= Exercise objective =
Where the listing below reaches the line containing "let url = self.url(path);", start writing out lines exactly, and stop once the line containing "let request = match" has been written.

─── Data for this exercise ───

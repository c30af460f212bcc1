use crate::session::Session;
use crate::wire::{
    LoginRequest, LoginResponse, WireBracket, WireMatch, WireParticipant, WireTournament,
    WireTournamentBundle,
};
use crate::{Match, Participant, ParticipantRef, Tournament, TournamentView};
use log::{debug, warn};
use reqwest::{Client, RequestBuilder, StatusCode};
use serde::de::DeserializeOwned;
use std::collections::HashMap;
use std::fmt;
use std::time::Duration;

pub type ApiResult<T> = Result<T, ApiError>;

pub const DEFAULT_BASE_URL: &str = "http://127.0.0.1:8080/api";
const DEMO_TOURNAMENT_JSON: &str = include_str!("../demo_tournament.json");

/// Client for the tournament platform's REST API.
///
/// The session is fixed at construction. `tourney login` builds its own
/// anonymous client; the viewer builds one from the stored session.
#[derive(Debug, Clone)]
pub struct TourneyApi {
    client: Client,
    base_url: String,
    timeout: Duration,
    session: Session,
}

impl Default for TourneyApi {
    fn default() -> Self {
        Self::new(DEFAULT_BASE_URL, Session::anonymous())
    }
}

#[derive(Debug)]
pub enum ApiError {
    Network(reqwest::Error, String),
    Api(reqwest::Error, String),
    Parsing(reqwest::Error, String),
    Unauthorized(String),
    NotFound(String),
    Other(String),
}

impl fmt::Display for ApiError {
    fn fmt(&self, f: &mut fmt::Formatter<'_>) -> fmt::Result {
        match self {
            ApiError::Network(e, url) => write!(f, "Network error for {url}: {e}"),
            ApiError::Api(e, url) => write!(f, "API error for {url}: {e}"),
            ApiError::Parsing(e, url) => write!(f, "Parse error for {url}: {e}"),
            ApiError::Unauthorized(url) => write!(f, "Not authorized for {url}; try `tourney login`"),
            ApiError::NotFound(msg) => write!(f, "Not found: {msg}"),
            ApiError::Other(msg) => write!(f, "{msg}"),
        }
    }
}

impl std::error::Error for ApiError {}

impl ApiError {
    /// True when the server could not be reached or failed on its side.
    pub fn is_transport(&self) -> bool {
        matches!(self, ApiError::Network(..) | ApiError::Api(..))
    }
}

impl TourneyApi {
    pub fn new(base_url: impl Into<String>, session: Session) -> Self {
        Self {
            client: Client::builder()
                .user_agent(concat!("tourney/", env!("CARGO_PKG_VERSION")))
                .build()
                .unwrap_or_default(),
            base_url: base_url.into().trim_end_matches('/').to_owned(),
            timeout: Duration::from_secs(10),
            session,
        }
    }

    pub fn with_timeout(mut self, timeout: Duration) -> Self {
        self.timeout = timeout;
        self
    }

    pub async fn fetch_tournaments(&self) -> ApiResult<Vec<Tournament>> {
        let raw: Vec<WireTournament> = self.get("tournaments").await?;
        Ok(raw.into_iter().map(Tournament::from).collect())
    }

    pub async fn fetch_tournament(&self, tournament_id: &str) -> ApiResult<Tournament> {
        let raw: WireTournament = self.get(&format!("tournaments/{tournament_id}")).await?;
        Ok(raw.into())
    }

    pub async fn fetch_matches(&self, tournament_id: &str) -> ApiResult<Vec<Match>> {
        let raw: Vec<WireMatch> = self.get(&format!("tournaments/{tournament_id}/matches")).await?;
        Ok(raw.into_iter().map(Match::from).collect())
    }

    /// Bracket descriptor of a tournament. `None` when the tournament has no bracket yet.
    pub async fn fetch_bracket(&self, tournament_id: &str) -> ApiResult<Option<crate::Bracket>> {
        match self.get::<WireBracket>(&format!("tournaments/{tournament_id}/bracket")).await {
            Ok(raw) => Ok(Some(raw.into())),
            Err(ApiError::NotFound(_)) => Ok(None),
            Err(e) => Err(e),
        }
    }

    pub async fn fetch_participant(&self, participant_id: &str) -> ApiResult<Participant> {
        let raw: WireParticipant = self.get(&format!("participants/{participant_id}")).await?;
        Ok(raw.into())
    }

    /// Exchange credentials for a token. The caller decides whether to keep
    /// the returned session (see [`crate::session::SessionStore`]).
    pub async fn login(&self, username: &str, password: &str) -> ApiResult<Session> {
        let url = self.url("auth/login");
        let request = self.client.post(&url).json(&LoginRequest { username, password });
        let raw: LoginResponse = self.send(request, &url).await?;
        if raw.token.trim().is_empty() {
            return Err(ApiError::Other(format!("login response from {url} carried no token")));
        }
        Ok(Session::authenticated(raw.token, raw.user))
    }

    /// Load everything needed to display one tournament.
    ///
    /// Participants known only by id are resolved by name. When the server
    /// cannot be reached the embedded demo tournament is returned instead,
    /// flagged with `is_demo`.
    pub async fn load_tournament_view(&self, tournament_id: &str) -> ApiResult<TournamentView> {
        match self.fetch_view(tournament_id).await {
            Ok(mut view) => {
                self.resolve_participants(&mut view.matches).await;
                Ok(view)
            }
            Err(e) if e.is_transport() => {
                warn!("loading tournament {tournament_id} failed, using demo data: {e}");
                load_demo_view()
            }
            Err(e) => Err(e),
        }
    }

    /// Re-fetch the match list of a tournament, resolving participant names.
    pub async fn refresh_matches(&self, tournament_id: &str) -> ApiResult<Vec<Match>> {
        let mut matches = self.fetch_matches(tournament_id).await?;
        self.resolve_participants(&mut matches).await;
        Ok(matches)
    }

    /// Replace [`ParticipantRef::Id`] entries with resolved participants.
    /// Each distinct id is looked up once; failed lookups leave the raw id.
    pub async fn resolve_participants(&self, matches: &mut [Match]) {
        let mut pending: Vec<String> = matches
            .iter()
            .flat_map(|m| m.participants.iter())
            .filter(|s| !s.participant.is_resolved() && !s.participant.id().is_empty())
            .map(|s| s.participant.id().to_owned())
            .collect();
        pending.sort();
        pending.dedup();

        let mut resolved: HashMap<String, Participant> = HashMap::new();
        for id in pending {
            match self.fetch_participant(&id).await {
                Ok(participant) => {
                    resolved.insert(id, participant);
                }
                Err(e) => debug!("participant {id} left unresolved: {e}"),
            }
        }

        for slot in matches.iter_mut().flat_map(|m| m.participants.iter_mut()) {
            if let Some(p) = resolved.get(slot.participant.id()) {
                slot.participant = ParticipantRef::Resolved(p.clone());
            }
        }
    }

    async fn fetch_view(&self, tournament_id: &str) -> ApiResult<TournamentView> {
        let tournament = self.fetch_tournament(tournament_id).await?;
        let bracket = self.fetch_bracket(tournament_id).await?;
        let matches = self.fetch_matches(tournament_id).await?;
        Ok(TournamentView { tournament, bracket, matches, is_demo: false })
    }

    fn url(&self, path: &str) -> String {
        format!("{}/{}", self.base_url, path.trim_start_matches('/'))
    }

    async fn get<T: DeserializeOwned>(&self, path: &str) -> ApiResult<T> {
        let url = self.url(path);
        let request = self.client.get(&url);
        self.send(request, &url).await
    }

    async fn send<T: DeserializeOwned>(&self, request: RequestBuilder, url: &str) -> ApiResult<T> {
        let request = match self.session.bearer() {
            Some(token) => request.bearer_auth(token),
            None => request,
        };

        let response = request
            .timeout(self.timeout)
            .send()
            .await
            .map_err(|e| ApiError::Network(e, url.to_owned()))?;

        match response.status() {
            StatusCode::NOT_FOUND => return Err(ApiError::NotFound(url.to_owned())),
            StatusCode::UNAUTHORIZED | StatusCode::FORBIDDEN => {
                return Err(ApiError::Unauthorized(url.to_owned()));
            }
            _ => {}
        }

        match response.error_for_status() {
            Ok(res) => res
                .json::<T>()
                .await
                .map_err(|e| ApiError::Parsing(e, url.to_owned())),
            Err(e) => Err(ApiError::Api(e, url.to_owned())),
        }
    }
}

/// The embedded demo tournament shown when the server is unreachable.
pub fn load_demo_view() -> ApiResult<TournamentView> {
    let raw: WireTournamentBundle = serde_json::from_str(DEMO_TOURNAMENT_JSON)
        .map_err(|e| ApiError::Other(format!("invalid embedded demo tournament json: {e}")))?;
    Ok(TournamentView {
        tournament: raw.tournament.into(),
        bracket: raw.bracket.map(Into::into),
        matches: raw.matches.into_iter().map(Match::from).collect(),
        is_demo: true,
    })
}
use crate::app::{App, MenuItem};
use crate::state::chat::ChatCommand;
use crate::state::messages::NetworkRequest;
use crossterm::event::KeyCode::Char;
use crossterm::event::{KeyCode, KeyEvent, KeyModifiers};
use std::sync::Arc;
use tokio::sync::{Mutex, mpsc};

pub async fn handle_key_bindings(
    key_event: KeyEvent,
    app: &Arc<Mutex<App>>,
    network_requests: &mpsc::Sender<NetworkRequest>,
    chat_commands: &mpsc::Sender<ChatCommand>,
) {
    let mut guard = app.lock().await;

    // Compose mode swallows every key except Enter/Esc.
    if guard.state.active_tab == MenuItem::Chat && guard.state.chat.composing {
        match key_event.code {
            KeyCode::Enter => {
                if let Some(message) = guard.state.chat.submit_input() {
                    drop(guard);
                    let _ = chat_commands
                        .send(ChatCommand::Send { body: message.body, message_id: message.id })
                        .await;
                }
            }
            KeyCode::Esc => {
                guard.state.chat.composing = false;
                guard.state.chat.input.clear();
            }
            KeyCode::Backspace => {
                guard.state.chat.input.pop();
            }
            Char(c) => guard.state.chat.input.push(c),
            _ => {}
        }
        return;
    }

    match (guard.state.active_tab, key_event.code, key_event.modifiers) {
        // Quit
        (_, Char('q'), _) | (_, Char('c'), KeyModifiers::CONTROL) => {
            crate::cleanup_terminal();
            std::process::exit(0);
        }

        // Tab switching
        (_, Char('1'), _) => guard.update_tab(MenuItem::Tournaments),
        (_, Char('2'), _) => guard.update_tab(MenuItem::Bracket),
        (_, Char('3'), _) => guard.update_tab(MenuItem::Matches),
        (_, Char('4'), _) => guard.update_tab(MenuItem::Chat),
        (_, Char('?'), _) => guard.update_tab(MenuItem::Help),
        (MenuItem::Help, KeyCode::Esc, _) => guard.exit_help(),

        // Tournament list
        (MenuItem::Tournaments, Char('j') | KeyCode::Down, _) => guard.state.tournaments.select_next(),
        (MenuItem::Tournaments, Char('k') | KeyCode::Up, _) => guard.state.tournaments.select_prev(),
        (MenuItem::Tournaments, Char('r'), _) => {
            drop(guard);
            let _ = network_requests.send(NetworkRequest::LoadTournaments).await;
        }
        (MenuItem::Tournaments, KeyCode::Enter, _) => {
            if let Some(tournament_id) = guard.state.tournaments.selected_id() {
                drop(guard);
                let _ = network_requests
                    .send(NetworkRequest::LoadTournament { tournament_id })
                    .await;
            }
        }

        // Bracket navigation
        (MenuItem::Bracket, Char('l') | KeyCode::Right, _) => guard.state.bracket.navigate_round_next(),
        (MenuItem::Bracket, Char('h') | KeyCode::Left, _) => guard.state.bracket.navigate_round_prev(),
        (MenuItem::Bracket, Char('j') | KeyCode::Down, _) => guard.state.bracket.navigate_match_down(),
        (MenuItem::Bracket, Char('k') | KeyCode::Up, _) => guard.state.bracket.navigate_match_up(),
        (MenuItem::Bracket | MenuItem::Matches, Char('r'), _) => {
            drop(guard);
            let _ = network_requests.send(NetworkRequest::RefreshMatches).await;
        }

        // Match list navigation
        (MenuItem::Matches, Char('j') | KeyCode::Down, _) => guard.match_list_down(),
        (MenuItem::Matches, Char('k') | KeyCode::Up, _) => guard.match_list_up(),

        // Chat
        (MenuItem::Chat, Char('i') | KeyCode::Enter, _) => guard.state.chat.composing = true,
        (MenuItem::Chat, Char('k') | KeyCode::Up, _) => {
            guard.state.chat.scroll_offset = guard.state.chat.scroll_offset.saturating_add(1);
        }
        (MenuItem::Chat, Char('j') | KeyCode::Down, _) => {
            guard.state.chat.scroll_offset = guard.state.chat.scroll_offset.saturating_sub(1);
        }

        // Global
        (_, Char('f'), _) => guard.toggle_full_screen(),
        (_, Char('"'), _) => guard.toggle_show_logs(),

        _ => {}
    }
}
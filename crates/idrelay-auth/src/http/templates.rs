//! HTML templates for the login and message pages.
//!
//! Plain server-side rendering: every interpolated value goes through
//! [`html_escape`].

use crate::identity::Provider;

/// Shared CSS for all pages.
const SHARED_STYLES: &str = r#"
* {
    margin: 0;
    padding: 0;
    box-sizing: border-box;
}

body {
    font-family: -apple-system, BlinkMacSystemFont, "Segoe UI", Roboto, sans-serif;
    background: #f4f5f9;
    min-height: 100vh;
    display: flex;
    justify-content: center;
    align-items: center;
    color: #1c1f40;
    line-height: 1.5;
}

.container {
    width: 100%;
    max-width: 420px;
    padding: 1rem;
}

.card {
    background: #ffffff;
    border: 1px solid #e3e5ee;
    border-radius: 12px;
    padding: 2rem;
}

.card-title {
    font-size: 1.25rem;
    font-weight: 600;
    margin-bottom: 1.5rem;
    text-align: center;
}

.message {
    text-align: center;
    font-size: 1rem;
}

.form-group {
    margin-bottom: 1rem;
}

.form-group label {
    display: block;
    font-size: 0.875rem;
    margin-bottom: 0.25rem;
    color: #6c757d;
}

.form-group input {
    width: 100%;
    padding: 0.5rem 0.75rem;
    border: 1px solid #ced4da;
    border-radius: 6px;
    font-size: 0.95rem;
}

.btn {
    display: block;
    width: 100%;
    padding: 0.75rem;
    margin-top: 0.75rem;
    border: none;
    border-radius: 6px;
    font-size: 1rem;
    font-weight: 500;
    cursor: pointer;
    color: #ffffff;
    background: #3b3fe3;
}

.btn-google {
    background: #db4437;
}

.audience {
    text-align: center;
    font-size: 0.875rem;
    color: #6c757d;
    margin-bottom: 1rem;
}
"#;

fn html_page(title: &str, content: &str) -> String {
    let mut html = String::with_capacity(content.len() + SHARED_STYLES.len() + 512);
    html.push_str("<!DOCTYPE html>\n<html lang=\"en\">\n<head>\n");
    html.push_str("    <meta charset=\"UTF-8\">\n");
    html.push_str(
        "    <meta name=\"viewport\" content=\"width=device-width, initial-scale=1.0\">\n",
    );
    html.push_str("    <title>");
    html.push_str(&html_escape(title));
    html.push_str("</title>\n    <style>");
    html.push_str(SHARED_STYLES);
    html.push_str("</style>\n</head>\n<body>\n    <div class=\"container\">\n");
    html.push_str(content);
    html.push_str("\n    </div>\n</body>\n</html>");
    html
}

/// Renders the general page showing a single message.
pub fn render_message_page(message: &str) -> String {
    let mut content = String::with_capacity(256);
    content.push_str("<div class=\"card\">\n<p class=\"message\">");
    content.push_str(&html_escape(message));
    content.push_str("</p>\n</div>");
    html_page("Sign in", &content)
}

/// Values carried by the login form into `POST /authorize`.
#[derive(Debug, Clone, Default)]
pub struct LoginForm<'a> {
    pub code: Option<&'a str>,
    pub audience: &'a str,
    pub redirect: Option<&'a str>,
}

/// Renders the login page with one button per provider.
///
/// The Microsoft button comes with an optional tenant field.
pub fn render_login_page(form: &LoginForm<'_>, providers: &[Provider]) -> String {
    let mut content = String::with_capacity(2048);

    content.push_str("<div class=\"card\">\n");
    content.push_str("<div class=\"card-title\">Sign in</div>\n");
    content.push_str("<div class=\"audience\">Organisation: ");
    content.push_str(&html_escape(&form.audience.to_uppercase()));
    content.push_str("</div>\n");
    content.push_str("<form method=\"POST\" action=\"/authorize\">\n");

    push_hidden(&mut content, "audience", form.audience);
    if let Some(code) = form.code {
        push_hidden(&mut content, "code", code);
    }
    if let Some(redirect) = form.redirect {
        push_hidden(&mut content, "redirect", redirect);
    }

    if providers.contains(&Provider::Microsoft) {
        content.push_str("<div class=\"form-group\">\n");
        content.push_str("<label for=\"tenant\">Microsoft tenant (optional)</label>\n");
        content.push_str(
            "<input type=\"text\" id=\"tenant\" name=\"tenant\" placeholder=\"contoso.onmicrosoft.com\">\n",
        );
        content.push_str("</div>\n");
    }

    for provider in providers.iter().filter(|p| p.is_federated()) {
        let (class, label) = match provider {
            Provider::Google => ("btn btn-google", "Sign in with Google"),
            _ => ("btn", "Sign in with Microsoft"),
        };
        content.push_str("<button type=\"submit\" name=\"provider\" value=\"");
        content.push_str(provider.as_str());
        content.push_str("\" class=\"");
        content.push_str(class);
        content.push_str("\">");
        content.push_str(label);
        content.push_str("</button>\n");
    }

    content.push_str("</form>\n</div>");
    html_page("Sign in", &content)
}

fn push_hidden(content: &mut String, name: &str, value: &str) {
    content.push_str("<input type=\"hidden\" name=\"");
    content.push_str(name);
    content.push_str("\" value=\"");
    content.push_str(&html_escape(value));
    content.push_str("\">\n");
}

/// Escape HTML special characters.
fn html_escape(s: &str) -> String {
    s.replace('&', "&amp;")
        .replace('<', "&lt;")
        .replace('>', "&gt;")
        .replace('"', "&quot;")
        .replace('\'', "&#39;")
}
//! Broker-issued tokens.
//!
//! - [`payload`]: the claims carried by every token
//! - [`jwt`]: HS256/RS256 signing, verification and key publication

pub mod jwt;
pub mod payload;

pub use jwt::{IssuedToken, Jwk, Jwks, SigningKeyPair, TokenError, TokenMaker};
pub use payload::TokenPayload;
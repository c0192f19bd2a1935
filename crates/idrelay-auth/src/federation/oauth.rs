//! OAuth2 authorization-code client shared by the provider adapters.

use serde::Deserialize;
use url::Url;

use super::error::AdapterError;

/// Endpoints and credentials of one upstream OAuth2 client registration.
#[derive(Clone)]
pub struct OAuthClient {
    http_client: reqwest::Client,
    client_id: String,
    client_secret: String,
    authorization_endpoint: Url,
    token_endpoint: Url,
    redirect_uri: Url,
    scopes: Vec<String>,
}

impl std::fmt::Debug for OAuthClient {
    fn fmt(&self, f: &mut std::fmt::Formatter<'_>) -> std::fmt::Result {
        f.debug_struct("OAuthClient")
            .field("client_id", &self.client_id)
            .field("authorization_endpoint", &self.authorization_endpoint.as_str())
            .field("token_endpoint", &self.token_endpoint.as_str())
            .field("redirect_uri", &self.redirect_uri.as_str())
            .finish_non_exhaustive()
    }
}

impl OAuthClient {
    /// Creates a client.
    #[must_use]
    pub fn new(
        http_client: reqwest::Client,
        client_id: impl Into<String>,
        client_secret: impl Into<String>,
        authorization_endpoint: Url,
        token_endpoint: Url,
        redirect_uri: Url,
    ) -> Self {
        Self {
            http_client,
            client_id: client_id.into(),
            client_secret: client_secret.into(),
            authorization_endpoint,
            token_endpoint,
            redirect_uri,
            scopes: Vec::new(),
        }
    }

    /// Sets the requested scopes.
    #[must_use]
    pub fn with_scopes(mut self, scopes: &[&str]) -> Self {
        self.scopes = scopes.iter().map(|s| (*s).to_string()).collect();
        self
    }

    /// Returns the registered client id.
    #[must_use]
    pub fn client_id(&self) -> &str {
        &self.client_id
    }

    /// Returns the callback URL sent to the provider.
    #[must_use]
    pub fn redirect_uri(&self) -> &Url {
        &self.redirect_uri
    }

    /// Builds the provider authorization URL carrying `state`.
    ///
    /// The request asks for offline access, forces account selection and
    /// has the provider post the result back as a form.
    #[must_use]
    pub fn authorization_url(&self, state: &str) -> Url {
        let mut url = self.authorization_endpoint.clone();
        {
            let mut params = url.query_pairs_mut();
            params.append_pair("client_id", &self.client_id);
            params.append_pair("redirect_uri", self.redirect_uri.as_str());
            params.append_pair("response_type", "code");
            params.append_pair("scope", &self.scopes.join(" "));
            params.append_pair("state", state);
            params.append_pair("access_type", "offline");
            params.append_pair("prompt", "select_account");
            params.append_pair("response_mode", "form_post");
        }
        url
    }

    /// Exchanges an authorization code at the token endpoint.
    ///
    /// # Errors
    /// Returns `AdapterError::ExchangeFailed` on transport failure, a
    /// non-success status or an unparsable response.
    pub async fn exchange_code(&self, code: &str) -> Result<TokenResponse, AdapterError> {
        if code.is_empty() {
            return Err(AdapterError::ExchangeFailed(
                "missing authorization code".to_string(),
            ));
        }

        let params = [
            ("grant_type", "authorization_code"),
            ("code", code),
            ("redirect_uri", self.redirect_uri.as_str()),
            ("client_id", self.client_id.as_str()),
            ("client_secret", self.client_secret.as_str()),
        ];

        tracing::debug!(
            "Exchanging authorization code with token endpoint: {}",
            self.token_endpoint
        );

        let response = self
            .http_client
            .post(self.token_endpoint.as_str())
            .header("Accept", "application/json")
            .form(&params)
            .send()
            .await
            .map_err(|e| AdapterError::ExchangeFailed(e.to_string()))?;

        if !response.status().is_success() {
            let status = response.status();
            let body = response.text().await.unwrap_or_default();

            if let Ok(oauth_error) = serde_json::from_str::<OAuthErrorResponse>(&body) {
                return Err(AdapterError::ExchangeFailed(format!(
                    "{}: {}",
                    oauth_error.error,
                    oauth_error.error_description.unwrap_or_default()
                )));
            }

            return Err(AdapterError::ExchangeFailed(format!("HTTP {status}")));
        }

        response.json::<TokenResponse>().await.map_err(|e| {
            AdapterError::ExchangeFailed(format!("Failed to parse token response: {e}"))
        })
    }
}

/// Token endpoint response. Only `id_token` is used.
#[derive(Debug, Deserialize)]
pub struct TokenResponse {
    #[serde(default)]
    pub access_token: Option<String>,
    #[serde(default)]
    pub token_type: Option<String>,
    #[serde(default)]
    pub expires_in: Option<u64>,
    #[serde(default)]
    pub id_token: Option<String>,
}

#[derive(Debug, Deserialize)]
struct OAuthErrorResponse {
    error: String,
    error_description: Option<String>,
}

───

= Task response =
        let url = self.url(path);
        let request = self.client.get(&url);
        self.send(request, &url).await
    }

    async fn send<T: DeserializeOwned>(&self, request: RequestBuilder, url: &str) -> ApiResult<T> {
        let request = match self.session.bearer() {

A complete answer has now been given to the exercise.